Friday, December 31, 2010

Kodachrome

Milady and I were talking about cameras yesterday and we remembered the little 110 cameras that were so ubiquitous to our adolescence and young adult-hood and how our grandchildren love their digital cameras.

A friend's child was over last week and complained that her camera wouldn't take photographs and I asked her innocently if she had film in it? She looked at me as if I were daft.

Today I learn that Kodachrome is finished. Done. Kaput. We all grew up with Kodachrome and it's over.
Kodak stopped making Kodachrome in 2009, and stopped making the chemicals needed to process it, a complex process that could never be done in home darkrooms. Kodachrome had been pushed aside by the replacement of home movie cameras by digital camcorders, and the collapse of the color-slide market. Today, in Kansas, the world's last remaining Kodachrome processing lab shuts down. The end.

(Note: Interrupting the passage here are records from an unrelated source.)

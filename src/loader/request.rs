use std::fmt;
use std::path::PathBuf;
use std::sync::Mutex;
use std::sync::atomic::{AtomicBool, Ordering};

use crate::types::FrameKey;

use super::lock;

/// Where the bytes for one (tile, frame) live.
#[derive(Debug, Clone, PartialEq, Eq, Hash)]
pub enum FetchInfo {
    Url(String),
    File(PathBuf),
}

impl fmt::Display for FetchInfo {
    fn fmt(&self, f: &mut fmt::Formatter<'_>) -> fmt::Result {
        match self {
            FetchInfo::Url(url) => write!(f, "{url}"),
            FetchInfo::File(path) => write!(f, "{}", path.display()),
        }
    }
}

/// What the fetched bytes represent.
#[derive(Debug, Clone, Copy, PartialEq, Eq, Hash)]
pub enum PayloadKind {
    /// Image or elevation data for a tile frame.
    Tile,
    /// Opaque object data interpreted by the consumer.
    Object,
}

/// Raw bytes on success, a reason on failure.
pub type FetchOutcome = std::result::Result<Vec<u8>, String>;

type Completion = Box<dyn FnOnce(FetchOutcome) + Send>;

/// One asynchronous fetch for a (tile, frame) pair.
///
/// The completion is consumed on first resolution, so however many times an
/// executor calls [`complete`](Self::complete) or [`fail`](Self::fail) it
/// fires at most once. Canceling drops it without firing.
pub struct FetchRequest {
    id: u64,
    key: FrameKey,
    source_id: String,
    fetch_info: FetchInfo,
    kind: PayloadKind,
    priority: i32,
    importance: f64,
    canceled: AtomicBool,
    completion: Mutex<Option<Completion>>,
}

impl fmt::Debug for FetchRequest {
    fn fmt(&self, f: &mut fmt::Formatter<'_>) -> fmt::Result {
        f.debug_struct("FetchRequest")
            .field("id", &self.id)
            .field("key", &self.key)
            .field("source_id", &self.source_id)
            .field("fetch_info", &self.fetch_info)
            .field("priority", &self.priority)
            .field("importance", &self.importance)
            .field("canceled", &self.is_canceled())
            .finish_non_exhaustive()
    }
}

impl FetchRequest {
    #[allow(clippy::too_many_arguments)]
    pub fn new(
        id: u64,
        key: FrameKey,
        source_id: impl Into<String>,
        fetch_info: FetchInfo,
        kind: PayloadKind,
        priority: i32,
        importance: f64,
        completion: impl FnOnce(FetchOutcome) + Send + 'static,
    ) -> Self {
        Self {
            id,
            key,
            source_id: source_id.into(),
            fetch_info,
            kind,
            priority,
            importance,
            canceled: AtomicBool::new(false),
            completion: Mutex::new(Some(Box::new(completion))),
        }
    }

    pub fn id(&self) -> u64 {
        self.id
    }

    pub fn key(&self) -> FrameKey {
        self.key
    }

    pub fn source_id(&self) -> &str {
        &self.source_id
    }

    pub fn fetch_info(&self) -> &FetchInfo {
        &self.fetch_info
    }

    pub fn kind(&self) -> PayloadKind {
        self.kind
    }

    /// Higher runs sooner.
    pub fn priority(&self) -> i32 {
        self.priority
    }

    pub fn importance(&self) -> f64 {
        self.importance
    }

    pub fn is_canceled(&self) -> bool {
        self.canceled.load(Ordering::Acquire)
    }

    /// Whether the completion has fired or been dropped.
    pub fn is_resolved(&self) -> bool {
        lock(&self.completion).is_none()
    }

    /// Mark canceled and drop the completion unfired.
    pub fn cancel(&self) {
        self.canceled.store(true, Ordering::Release);
        lock(&self.completion).take();
    }

    /// Report success. Returns false if the request was already resolved or canceled.
    pub fn complete(&self, data: Vec<u8>) -> bool {
        self.resolve(Ok(data))
    }

    /// Report failure. Returns false if the request was already resolved or canceled.
    pub fn fail(&self, reason: impl Into<String>) -> bool {
        self.resolve(Err(reason.into()))
    }

    fn resolve(&self, outcome: FetchOutcome) -> bool {
        if self.is_canceled() {
            return false;
        }
        // Take under the lock, run outside it.
        let completion = lock(&self.completion).take();
        match completion {
            Some(f) => {
                f(outcome);
                true
            }
            None => false,
        }
    }
}
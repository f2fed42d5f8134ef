//! Fetch lifecycle for quad-tree tiles: requests, tracked frame assets,
//! batched start/cancel and delivery to the consuming side.

pub mod batch;
pub mod consumer;
pub mod fetcher;
pub mod frame_asset;
pub mod quad_loader;
pub mod request;
pub mod tile_info;

use std::sync::{Mutex, MutexGuard, PoisonError, RwLock, RwLockReadGuard, RwLockWriteGuard};

pub use batch::BatchOps;
pub use consumer::{ChannelConsumer, TileConsumer, TileDelivery, TileOutcome};
pub use fetcher::{FetchSource, FileSource, PoolFetcher, TileFetcher};
pub use frame_asset::{FrameAsset, FrameAssetTable};
pub use quad_loader::{LoaderState, LoaderStats, QuadLoader};
pub use request::{FetchInfo, FetchOutcome, FetchRequest, PayloadKind};
pub use tile_info::{TemplateTileInfo, TileInfo};

// Poisoned locks are recovered; no critical section leaves partial state.
pub(crate) fn lock<T>(m: &Mutex<T>) -> MutexGuard<'_, T> {
    m.lock().unwrap_or_else(PoisonError::into_inner)
}

pub(crate) fn read<T>(l: &RwLock<T>) -> RwLockReadGuard<'_, T> {
    l.read().unwrap_or_else(PoisonError::into_inner)
}

pub(crate) fn write<T>(l: &RwLock<T>) -> RwLockWriteGuard<'_, T> {
    l.write().unwrap_or_else(PoisonError::into_inner)
}
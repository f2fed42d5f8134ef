pub mod mbr;
pub mod tile;

pub use mbr::Mbr;
pub use tile::{FrameKey, MAX_LEVEL, SINGLE_FRAME, TileAddress};
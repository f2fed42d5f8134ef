pub mod config;
pub mod cull;
pub mod error;
pub mod loader;
pub mod sampling;
pub mod session;
pub mod transform;
pub mod types;

pub use config::{LoaderConfig, LoaderMode, SessionConfig};
pub use cull::CullTree;
pub use error::{PagerError, Result};
pub use loader::QuadLoader;
pub use sampling::SamplingLayer;
pub use session::Session;
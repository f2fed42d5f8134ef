use std::path::{Path, PathBuf};

use clap::Parser;
use serde::{Deserialize, Serialize};

use crate::error::{PagerError, Result};
use crate::loader::request::PayloadKind;
use crate::types::{MAX_LEVEL, Mbr, SINGLE_FRAME};

/// Which fetch-request building strategy a loader uses.
#[derive(Debug, Clone, Copy, PartialEq, Eq, Default, Serialize, Deserialize, clap::ValueEnum)]
#[serde(rename_all = "kebab-case")]
pub enum LoaderMode {
    /// One image/elevation payload per tile.
    #[default]
    #[value(name = "single-frame")]
    SingleFrame,
    /// One payload per animation frame per tile.
    #[value(name = "multi-frame")]
    MultiFrame,
    /// One opaque object payload (e.g. vector data) per tile.
    #[value(name = "object")]
    Object,
}

impl LoaderMode {
    pub fn payload_kind(&self) -> PayloadKind {
        match self {
            LoaderMode::SingleFrame | LoaderMode::MultiFrame => PayloadKind::Tile,
            LoaderMode::Object => PayloadKind::Object,
        }
    }

    /// Frame index carried by requests and deliveries for slot `slot`.
    pub fn frame_index(&self, slot: usize, num_frames: usize) -> i32 {
        if num_frames > 1 { slot as i32 } else { SINGLE_FRAME }
    }
}

impl std::fmt::Display for LoaderMode {
    fn fmt(&self, f: &mut std::fmt::Formatter<'_>) -> std::fmt::Result {
        match self {
            LoaderMode::SingleFrame => write!(f, "single-frame"),
            LoaderMode::MultiFrame => write!(f, "multi-frame"),
            LoaderMode::Object => write!(f, "object"),
        }
    }
}

/// Loader construction parameters.
#[derive(Debug, Clone, PartialEq, Serialize, Deserialize)]
#[serde(default)]
pub struct LoaderConfig {
    pub num_frames: usize,
    pub mode: LoaderMode,
    /// Count tile rows from the top edge instead of the bottom.
    pub flip_y: bool,
    /// Verbose per-request logging. Never changes behavior.
    pub debug_mode: bool,
}

impl Default for LoaderConfig {
    fn default() -> Self {
        Self {
            num_frames: 1,
            mode: LoaderMode::SingleFrame,
            flip_y: false,
            debug_mode: false,
        }
    }
}

impl LoaderConfig {
    pub fn validate(&self) -> Result<()> {
        if self.num_frames == 0 {
            return Err(PagerError::Config("loader needs at least one frame".into()));
        }
        if matches!(self.mode, LoaderMode::SingleFrame | LoaderMode::Object) && self.num_frames != 1 {
            return Err(PagerError::Config(format!(
                "{} loader takes exactly one frame, got {}",
                self.mode, self.num_frames
            )));
        }
        Ok(())
    }
}

/// Cull tree and sampling parameters.
#[derive(Debug, Clone, PartialEq, Serialize, Deserialize)]
#[serde(default)]
pub struct CullConfig {
    pub max_depth: u32,
    pub max_draw_per_node: usize,
    /// Upper bound on simultaneously wanted tiles per loader.
    pub max_tiles: usize,
}

impl Default for CullConfig {
    fn default() -> Self {
        Self {
            max_depth: 8,
            max_draw_per_node: 16,
            max_tiles: 64,
        }
    }
}

/// Parameters of a simulated camera session.
#[derive(Debug, Clone, PartialEq, Serialize, Deserialize)]
#[serde(default)]
pub struct SimulationConfig {
    /// Number of viewpoint updates.
    pub steps: u32,
    /// Synthetic drawables scattered over the root bounds.
    pub drawables: usize,
    /// Every n-th fetch fails; 0 disables failures.
    pub fail_every: u64,
    /// View size as a fraction of the root bounds.
    pub view_fraction: f64,
}

impl Default for SimulationConfig {
    fn default() -> Self {
        Self {
            steps: 16,
            drawables: 2_000,
            fail_every: 0,
            view_fraction: 0.25,
        }
    }
}

/// Fully resolved session configuration (from CLI args or a JSON file).
#[derive(Debug, Clone, PartialEq, Serialize, Deserialize)]
#[serde(default)]
pub struct SessionConfig {
    pub bounds: Mbr,
    pub loader: LoaderConfig,
    pub cull: CullConfig,
    pub simulation: SimulationConfig,
    pub threads: Option<usize>,
    pub verbose: bool,
    pub json: bool,
}

impl Default for SessionConfig {
    fn default() -> Self {
        Self {
            bounds: Mbr::from_coords(-180.0, -90.0, 180.0, 90.0),
            loader: LoaderConfig::default(),
            cull: CullConfig::default(),
            simulation: SimulationConfig::default(),
            threads: None,
            verbose: false,
            json: false,
        }
    }
}

impl SessionConfig {
    /// Load from a JSON file; missing fields take their defaults.
    pub fn from_json_file(path: &Path) -> Result<Self> {
        let text = std::fs::read_to_string(path)?;
        let config: SessionConfig = serde_json::from_str(&text)?;
        config.loader.validate()?;
        Ok(config)
    }
}

/// CLI argument definition (clap derive).
#[derive(Parser, Debug)]
#[command(
    name = "quad-pager",
    about = "Simulate quad-tree tile paging against a panning viewpoint",
    version
)]
pub struct CliArgs {
    /// JSON session file; overrides every option except -v and --json
    #[arg(short = 'c', long)]
    pub config: Option<PathBuf>,

    /// Frames per tile
    #[arg(long, default_value_t = 1)]
    pub frames: usize,

    /// Loader mode
    #[arg(long, value_enum, default_value = "single-frame")]
    pub mode: LoaderMode,

    /// Count tile rows from the top edge
    #[arg(long)]
    pub flip_y: bool,

    /// Per-request debug logging
    #[arg(long)]
    pub debug: bool,

    /// Max cull tree depth (1..=31)
    #[arg(long, default_value_t = 8, value_parser = clap::value_parser!(u32).range(1..=i64::from(MAX_LEVEL)))]
    pub max_depth: u32,

    /// Max drawables per cull tree leaf
    #[arg(long, default_value_t = 16)]
    pub max_draw: usize,

    /// Max tiles wanted at once
    #[arg(long, default_value_t = 64)]
    pub max_tiles: usize,

    /// Viewpoint updates to simulate
    #[arg(long, default_value_t = 16)]
    pub steps: u32,

    /// Synthetic drawable count
    #[arg(long, default_value_t = 2_000)]
    pub drawables: usize,

    /// Fail every n-th fetch (0 = never)
    #[arg(long, default_value_t = 0)]
    pub fail_every: u64,

    /// Print the session report as JSON
    #[arg(long)]
    pub json: bool,

    /// Enable verbose logging
    #[arg(short = 'v', long)]
    pub verbose: bool,

    /// Fetch worker thread count (default: all cores)
    #[arg(short = 'j', long)]
    pub threads: Option<usize>,
}

impl From<CliArgs> for SessionConfig {
    fn from(args: CliArgs) -> Self {
        SessionConfig {
            loader: LoaderConfig {
                num_frames: args.frames,
                mode: args.mode,
                flip_y: args.flip_y,
                debug_mode: args.debug,
            },
            cull: CullConfig {
                max_depth: args.max_depth,
                max_draw_per_node: args.max_draw,
                max_tiles: args.max_tiles,
            },
            simulation: SimulationConfig {
                steps: args.steps,
                drawables: args.drawables,
                fail_every: args.fail_every,
                ..SimulationConfig::default()
            },
            threads: args.threads,
            verbose: args.verbose,
            json: args.json,
            ..SessionConfig::default()
        }
    }
}

#[cfg(test)]
mod tests {
    use super::*;
    use std::io::Write;

    #[test]
    fn default_loader_config() {
        let lc = LoaderConfig::default();
        assert_eq!(lc.num_frames, 1);
        assert_eq!(lc.mode, LoaderMode::SingleFrame);
        assert!(!lc.flip_y);
        assert!(!lc.debug_mode);
        assert!(lc.validate().is_ok());
    }

    #[test]
    fn validate_frame_counts() {
        let multi = LoaderConfig {
            num_frames: 4,
            mode: LoaderMode::MultiFrame,
            ..Default::default()
        };
        assert!(multi.validate().is_ok());

        let bad_single = LoaderConfig {
            num_frames: 2,
            ..Default::default()
        };
        assert!(matches!(bad_single.validate(), Err(PagerError::Config(_))));

        let bad_object = LoaderConfig {
            num_frames: 3,
            mode: LoaderMode::Object,
            ..Default::default()
        };
        assert!(bad_object.validate().is_err());

        let zero = LoaderConfig {
            num_frames: 0,
            mode: LoaderMode::MultiFrame,
            ..Default::default()
        };
        assert!(zero.validate().is_err());
    }

    #[test]
    fn mode_frame_indices_and_kinds() {
        assert_eq!(LoaderMode::SingleFrame.frame_index(0, 1), SINGLE_FRAME);
        assert_eq!(LoaderMode::MultiFrame.frame_index(0, 1), SINGLE_FRAME);
        assert_eq!(LoaderMode::MultiFrame.frame_index(2, 3), 2);
        assert_eq!(LoaderMode::Object.payload_kind(), PayloadKind::Object);
        assert_eq!(LoaderMode::MultiFrame.payload_kind(), PayloadKind::Tile);
    }

    #[test]
    fn mode_display() {
        assert_eq!(LoaderMode::SingleFrame.to_string(), "single-frame");
        assert_eq!(LoaderMode::MultiFrame.to_string(), "multi-frame");
        assert_eq!(LoaderMode::Object.to_string(), "object");
    }

    #[test]
    fn cli_args_to_session_config() {
        let args = CliArgs::parse_from([
            "quad-pager",
            "--frames",
            "3",
            "--mode",
            "multi-frame",
            "--flip-y",
            "--max-depth",
            "5",
            "--max-tiles",
            "20",
            "--steps",
            "4",
            "--fail-every",
            "7",
            "-v",
            "-j",
            "2",
        ]);
        let config: SessionConfig = args.into();

        assert_eq!(config.loader.num_frames, 3);
        assert_eq!(config.loader.mode, LoaderMode::MultiFrame);
        assert!(config.loader.flip_y);
        assert!(!config.loader.debug_mode);
        assert_eq!(config.cull.max_depth, 5);
        assert_eq!(config.cull.max_tiles, 20);
        assert_eq!(config.simulation.steps, 4);
        assert_eq!(config.simulation.fail_every, 7);
        assert!(config.verbose);
        assert_eq!(config.threads, Some(2));
    }

    #[test]
    fn cli_rejects_unaddressable_depth() {
        assert!(CliArgs::try_parse_from(["quad-pager", "--max-depth", "32"]).is_err());
        assert!(CliArgs::try_parse_from(["quad-pager", "--max-depth", "0"]).is_err());
        let args = CliArgs::try_parse_from(["quad-pager", "--max-depth", "31"]).unwrap();
        assert_eq!(args.max_depth, MAX_LEVEL);
    }

    #[test]
    fn cli_args_minimal() {
        let config: SessionConfig = CliArgs::parse_from(["quad-pager"]).into();
        assert_eq!(config.loader, LoaderConfig::default());
        assert_eq!(config.cull, CullConfig::default());
        assert_eq!(config.threads, None);
        assert!(!config.json);
    }

    #[test]
    fn session_config_from_json_file() {
        let mut file = tempfile::NamedTempFile::new().unwrap();
        write!(
            file,
            r#"{{
                "loader": {{ "num_frames": 2, "mode": "multi-frame", "debug_mode": true }},
                "cull": {{ "max_depth": 3 }},
                "simulation": {{ "steps": 2 }}
            }}"#
        )
        .unwrap();

        let config = SessionConfig::from_json_file(file.path()).unwrap();
        assert_eq!(config.loader.num_frames, 2);
        assert_eq!(config.loader.mode, LoaderMode::MultiFrame);
        assert!(config.loader.debug_mode);
        assert_eq!(config.cull.max_depth, 3);
        assert_eq!(config.cull.max_draw_per_node, 16);
        assert_eq!(config.simulation.steps, 2);
        assert_eq!(config.bounds, SessionConfig::default().bounds);
    }

    #[test]
    fn session_config_rejects_invalid_loader() {
        let mut file = tempfile::NamedTempFile::new().unwrap();
        write!(file, r#"{{ "loader": {{ "num_frames": 2 }} }}"#).unwrap();
        let err = SessionConfig::from_json_file(file.path()).unwrap_err();
        assert!(matches!(err, PagerError::Config(_)));
    }
}
use std::collections::HashSet;
use std::sync::Arc;

use super::fetcher::TileFetcher;
use super::request::FetchRequest;

/// Start and cancel directives for one update cycle, applied as a unit.
#[derive(Debug, Default)]
pub struct BatchOps {
    to_start: Vec<Arc<FetchRequest>>,
    to_cancel: Vec<Arc<FetchRequest>>,
}

impl BatchOps {
    pub fn new() -> Self {
        Self::default()
    }

    pub fn add_to_start(&mut self, request: Arc<FetchRequest>) {
        self.to_start.push(request);
    }

    pub fn add_to_cancel(&mut self, request: Arc<FetchRequest>) {
        self.to_cancel.push(request);
    }

    pub fn starts(&self) -> &[Arc<FetchRequest>] {
        &self.to_start
    }

    pub fn cancels(&self) -> &[Arc<FetchRequest>] {
        &self.to_cancel
    }

    pub fn is_empty(&self) -> bool {
        self.to_start.is_empty() && self.to_cancel.is_empty()
    }

    /// Apply to `fetcher`: every cancel first, then the starts that survive.
    ///
    /// A request started and canceled in the same batch is never handed to
    /// the fetcher as a start.
    pub fn process(self, fetcher: &dyn TileFetcher) {
        if self.is_empty() {
            return;
        }
        let BatchOps {
            mut to_start,
            to_cancel,
        } = self;

        let canceled: HashSet<u64> = to_cancel
            .iter()
            .map(|r| {
                r.cancel();
                r.id()
            })
            .collect();
        to_start.retain(|r| !canceled.contains(&r.id()) && !r.is_canceled());

        fetcher.submit(to_start, to_cancel);
    }
}
pub mod coordinates;

use std::sync::Arc;

use glam::{DVec2, DVec3};

use crate::error::{PagerError, Result};
use crate::types::{Mbr, TileAddress};

pub use coordinates::{CoordSystem, PlateCarree, SphericalMercator};

/// Tile geometry for one layer: root bounds, coordinate system and row convention.
///
/// Every query is a pure function of the address, so a `TileGeometry` can be
/// shared freely between the sampling and fetch contexts.
#[derive(Clone)]
pub struct TileGeometry {
    root: Mbr,
    coord_system: Arc<dyn CoordSystem>,
    flip_y: bool,
}

impl std::fmt::Debug for TileGeometry {
    fn fmt(&self, f: &mut std::fmt::Formatter<'_>) -> std::fmt::Result {
        f.debug_struct("TileGeometry")
            .field("root", &self.root)
            .field("flip_y", &self.flip_y)
            .finish_non_exhaustive()
    }
}

impl TileGeometry {
    /// `flip_y = false` counts rows from the bottom edge, `true` from the top.
    pub fn new(root: Mbr, coord_system: Arc<dyn CoordSystem>, flip_y: bool) -> Result<Self> {
        if root.is_degenerate() {
            return Err(PagerError::Config(format!(
                "degenerate root bounds {:?} -> {:?}",
                root.ll, root.ur
            )));
        }
        Ok(Self {
            root,
            coord_system,
            flip_y,
        })
    }

    /// Full Web Mercator extent.
    pub fn spherical_mercator(flip_y: bool) -> Self {
        let (ll, ur) = SphericalMercator::extent();
        Self {
            root: Mbr::new(ll, ur),
            coord_system: Arc::new(SphericalMercator),
            flip_y,
        }
    }

    pub fn root(&self) -> &Mbr {
        &self.root
    }

    pub fn flip_y(&self) -> bool {
        self.flip_y
    }

    /// Bounds of a tile in local coordinates.
    pub fn bounds_for_tile(&self, tile: TileAddress) -> Mbr {
        let cells = tile.cells_per_side() as f64;
        let row = if self.flip_y { tile.flip_y().y } else { tile.y };
        let size = DVec2::new(self.root.width() / cells, self.root.height() / cells);
        let ll = self.root.ll + size * DVec2::new(f64::from(tile.x), f64::from(row));
        Mbr::new(ll, ll + size)
    }

    /// Bounds of a tile in geographic degrees.
    pub fn geo_bounds_for_tile(&self, tile: TileAddress) -> Mbr {
        let local = self.bounds_for_tile(tile);
        Mbr::new(
            self.coord_system.local_to_geo(local.ll),
            self.coord_system.local_to_geo(local.ur),
        )
    }

    /// Tile center in display space.
    pub fn display_center_for_tile(&self, tile: TileAddress) -> DVec3 {
        self.coord_system
            .local_to_display(self.bounds_for_tile(tile).center())
    }
}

Forever.
Yes, you can still take your film to a one-hour photo processor and have it developed, but Kodachrome is done and that's the end of an era.

And another bit of my childhood passes into obsolescence.

1 comment:

Old NFO said...

All the things we knew are going by the wayside... Polaroid, Kodachrome, and 'real' photography where the photographer actually had to "know" his camera and film to get good pictures. Now, anyone can fix a photo automatically in software... sigh...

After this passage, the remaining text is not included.